Data blending which leads to a Single Customer View and Actionable Insights

Often the focus lies on the Big data technology rather than the business value of implementing big data projects. Data is revolutionising the way we do business. Organisations, today, are inundated with data. To be able to make sense of the data and create a value chain, there has to be starting point and the customer is a good starting point. The customer’s lifecycle with experiences at every touch point defines business growth, innovation and product development. The big data implementations allow blending data from multiple sources leading to a holistic single view of customer, which in turn gives rise to enlightening insights. The data pretaining to customer, from multiple sources, like CRM/ERP/Order Management/Logitics/Social/cookie trackers/Click traffic etc., should be stored, blended and analysed to gain useful actionable insights.

In order to be able to store the gigantic amount of data, organisations have to invest in robust big data technologies. The earlier BI technologies that we had do not support the new forms of data sources such as unstructured data and the huge volumes, variety & velocity of data. The big data architecture consists of the integration from the data sources, the data storage layer, the data processing layer where data exploration can be performed and/or topped with a data visualization layer. Both structured and unstructured data from various sources can be ingested into the big data platform, using Apache Sqoop or Apache Flume, real-time interactive analyses can be performed on massive data sets stored in HDFS or HBase using SQL with Impala, HIVE or using statistical programming language such as R. There are very good visualization tools, such as Pentaho, Datameer, Jaspersoft that can be integrated into the Hadoop ecosystem to get visual insights. Organisations can offload expensive datawarehouses to low cost and high storage enterprise big data technology.

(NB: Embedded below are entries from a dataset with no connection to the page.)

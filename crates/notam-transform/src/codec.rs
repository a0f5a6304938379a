//! Both directions compiled together.

use serde::{Deserialize, Serialize};
use tracing::info_span;

use notam_model::AbbreviationMapping;

use crate::decode::Decoder;
use crate::encode::Encoder;

/// Which way to transform text.
#[derive(Debug, Clone, Copy, PartialEq, Eq, Serialize, Deserialize)]
#[serde(rename_all = "lowercase")]
pub enum Direction {
    Encode,
    Decode,
}

impl Direction {
    pub fn as_str(self) -> &'static str {
        match self {
            Self::Encode => "encode",
            Self::Decode => "decode",
        }
    }
}

/// Encoder and decoder built from one mapping snapshot.
///
/// The mapping is only read during construction; rebuild the codec after the
/// dictionary changes.
#[derive(Debug, Clone, Default)]
pub struct NotamCodec {
    encoder: Encoder,
    decoder: Decoder,
}

impl NotamCodec {
    pub fn new(mapping: &AbbreviationMapping) -> Self {
        Self {
            encoder: Encoder::new(mapping),
            decoder: Decoder::new(mapping),
        }
    }

    pub fn encoder(&self) -> &Encoder {
        &self.encoder
    }

    pub fn decoder(&self) -> &Decoder {
        &self.decoder
    }

    pub fn encode(&self, plain_text: &str) -> String {
        self.encoder.encode(plain_text)
    }

    pub fn decode(&self, encoded_text: &str) -> String {
        self.decoder.decode(encoded_text)
    }

    pub fn apply(&self, direction: Direction, text: &str) -> String {
        let span = info_span!("transform", direction = direction.as_str(), len = text.len());
        let _guard = span.enter();
        match direction {
            Direction::Encode => self.encode(text),
            Direction::Decode => self.decode(text),
        }
    }
}
//! Logging infrastructure using `tracing` and `tracing-subscriber`.
//!
//! The library crates emit spans and events; this module decides where they
//! go and how they look.
//!
//! # Log Levels
//!
//! - `error`: fatal failures (dictionary cannot be loaded)
//! - `warn`: skipped dictionary rows, failed reloads
//! - `info`: dictionary load summary, transform spans
//! - `debug`: duplicate phrases, rule match counts
//! - `trace`: everything else
//!
//! # Usage
//!
//! ```ignore
//! use notam_cli::logging::{init_logging, LogConfig};
//!
//! let config = LogConfig::default();
//! init_logging(&config).expect("init logging");
//! ```

use std::fs::OpenOptions;
use std::io::{self, Write};
use std::path::PathBuf;
use std::sync::{Arc, Mutex};

use tracing::level_filters::LevelFilter;
use tracing_subscriber::{
    EnvFilter,
    fmt::{self, MakeWriter},
    layer::SubscriberExt,
    util::SubscriberInitExt,
};

/// Crates whose events follow the configured level.
const WORKSPACE_TARGETS: &[&str] = &[
    "notam",
    "notam_cli",
    "notam_dictionary",
    "notam_map",
    "notam_model",
    "notam_transform",
];

/// Configuration for logging behavior.
#[derive(Debug, Clone)]
pub struct LogConfig {
    /// Level applied to workspace crates.
    pub level_filter: LevelFilter,
    /// Let `RUST_LOG` override `level_filter` when set.
    pub use_env_filter: bool,
    /// Whether to use ANSI colors in output.
    pub with_ansi: bool,
    /// Output format: "pretty", "compact", or "json".
    pub format: LogFormat,
    /// Optional log file path. When set, logs are written to the file.
    pub log_file: Option<PathBuf>,
}

/// Log output format.
#[derive(Debug, Clone, Copy, Default, PartialEq, Eq)]
pub enum LogFormat {
    /// Human-readable pretty format with colors.
    #[default]
    Pretty,
    /// Compact single-line format.
    Compact,
    /// JSON format for machine parsing.
    Json,
}

impl Default for LogConfig {
    fn default() -> Self {
        Self {
            level_filter: LevelFilter::WARN,
            use_env_filter: true,
            with_ansi: true,
            format: LogFormat::default(),
            log_file: None,
        }
    }
}

/// Initialize the global tracing subscriber with the given configuration.
///
/// This should be called once at application startup.
///
/// # Errors
///
/// Returns an error if the log file cannot be opened.
///
/// # Panics
///
/// Panics if called more than once.
pub fn init_logging(config: &LogConfig) -> io::Result<()> {
    if let Some(path) = &config.log_file {
        let file = OpenOptions::new().create(true).append(true).open(path)?;
        init_with_writer(config, SharedFileWriter::new(file));
    } else {
        init_with_writer(config, io::stderr);
    }
    Ok(())
}

fn init_with_writer<W>(config: &LogConfig, writer: W)
where
    W: for<'writer> MakeWriter<'writer> + Send + Sync + 'static,
{
    let filter = build_env_filter(config);
    let registry = tracing_subscriber::registry().with(filter);

    match config.format {
        LogFormat::Json => {
            let layer = fmt::layer()
                .json()
                .with_writer(writer)
                .with_target(false);
            registry.with(layer).init();
        }
        LogFormat::Compact => {
            let layer = fmt::layer()
                .compact()
                .with_writer(writer)
                .with_ansi(config.with_ansi)
                .with_target(false)
                .without_time();
            registry.with(layer).init();
        }
        LogFormat::Pretty => {
            let layer = fmt::layer()
                .with_writer(writer)
                .with_ansi(config.with_ansi)
                .with_target(false)
                .without_time();
            registry.with(layer).init();
        }
    }
}

#[derive(Clone)]
struct SharedFileWriter {
    file: Arc<Mutex<std::fs::File>>,
}

impl SharedFileWriter {
    fn new(file: std::fs::File) -> Self {
        Self {
            file: Arc::new(Mutex::new(file)),
        }
    }
}

struct SharedFileGuard {
    file: Arc<Mutex<std::fs::File>>,
}

impl Write for SharedFileGuard {
    fn write(&mut self, buf: &[u8]) -> io::Result<usize> {
        let mut guard = self
            .file
            .lock()
            .map_err(|_| io::Error::other("log file lock poisoned"))?;
        guard.write(buf)
    }

    fn flush(&mut self) -> io::Result<()> {
        let mut guard = self
            .file
            .lock()
            .map_err(|_| io::Error::other("log file lock poisoned"))?;
        guard.flush()
    }
}

impl<'a> MakeWriter<'a> for SharedFileWriter {
    type Writer = SharedFileGuard;

    fn make_writer(&'a self) -> Self::Writer {
        SharedFileGuard {
            file: Arc::clone(&self.file),
        }
    }
}

/// Build an `EnvFilter`, respecting `RUST_LOG` when allowed.
fn build_env_filter(config: &LogConfig) -> EnvFilter {
    if config.use_env_filter
        && let Ok(filter) = EnvFilter::try_from_default_env()
    {
        return filter;
    }
    EnvFilter::new(default_directives(config.level_filter))
}

/// Workspace crates at `level`, external crates at warn to reduce noise.
fn default_directives(level: LevelFilter) -> String {
    let level = level.to_string().to_lowercase();
    let mut directives = vec!["warn".to_string()];
    directives.extend(
        WORKSPACE_TARGETS
            .iter()
            .map(|target| format!("{target}={level}")),
    );
    directives.join(",")
}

Edited image from Hortonworks

Irrespective of the technical implementation, business metrics such as increasing revenue, reducing operational costs and improving customer experience, should always be kept in mind. The manner in which the data is analyzed could create new business opportunites and transform businesses. Data is an asset and investing in a value chain, from gathering to analyzing, implementing, analyzing the implementations and evolving continuously, will result in huge business gains.